// SPDX-License-Identifier: PMPL-1.0-or-later
// Copyright (c) 2026 Jonathan D.A. Jewell (hyperpolymath) <jonathan.jewell@open.ac.uk>
//
// Unified error types for QuickScan.

use thiserror::Error;

/// Top-level error type for all QuickScan operations.
#[derive(Debug, Error)]
pub enum QuickscanError {
    // -- Camera errors --
    #[error("camera unavailable: {0}")]
    CameraUnavailable(String),

    #[error("no active camera stream")]
    NoActiveStream,

    #[error("invalid frame: {0}")]
    InvalidFrame(String),

    // -- Document errors --
    #[error("nothing to export")]
    EmptyExport,

    #[error("image processing failed: {0}")]
    ImageProcessing(String),

    #[error("PDF operation failed: {0}")]
    PdfError(String),

    // -- Storage --
    #[error("file I/O error: {0}")]
    Io(#[from] std::io::Error),

    #[error("serialization error: {0}")]
    Serialization(#[from] serde_json::Error),

    // -- Platform bridge --
    #[error("feature not available on this platform")]
    PlatformUnavailable,
}

/// Alias used throughout the codebase.
pub type Result<T> = std::result::Result<T, QuickscanError>;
# # # # #
# [PROBLEM STATEMENT]
Only the line that contains "types for QuickScan." and the lines after it, through the end of the data above, are to be repeated exactly.

# [EXERCISE ANSWER]
// Unified error types for QuickScan.

use thiserror::Error;

/// Top-level error type for all QuickScan operations.
#[derive(Debug, Error)]
pub enum QuickscanError {
    // -- Camera errors --
    #[error("camera unavailable: {0}")]
    CameraUnavailable(String),

    #[error("no active camera stream")]
    NoActiveStream,

    #[error("invalid frame: {0}")]
    InvalidFrame(String),

    // -- Document errors --
    #[error("nothing to export")]
    EmptyExport,

    #[error("image processing failed: {0}")]
    ImageProcessing(String),

    #[error("PDF operation failed: {0}")]
    PdfError(String),

    // -- Storage --
    #[error("file I/O error: {0}")]
    Io(#[from] std::io::Error),

    #[error("serialization error: {0}")]
    Serialization(#[from] serde_json::Error),

    // -- Platform bridge --
    #[error("feature not available on this platform")]
    PlatformUnavailable,
}

/// Alias used throughout the codebase.
pub type Result<T> = std::result::Result<T, QuickscanError>;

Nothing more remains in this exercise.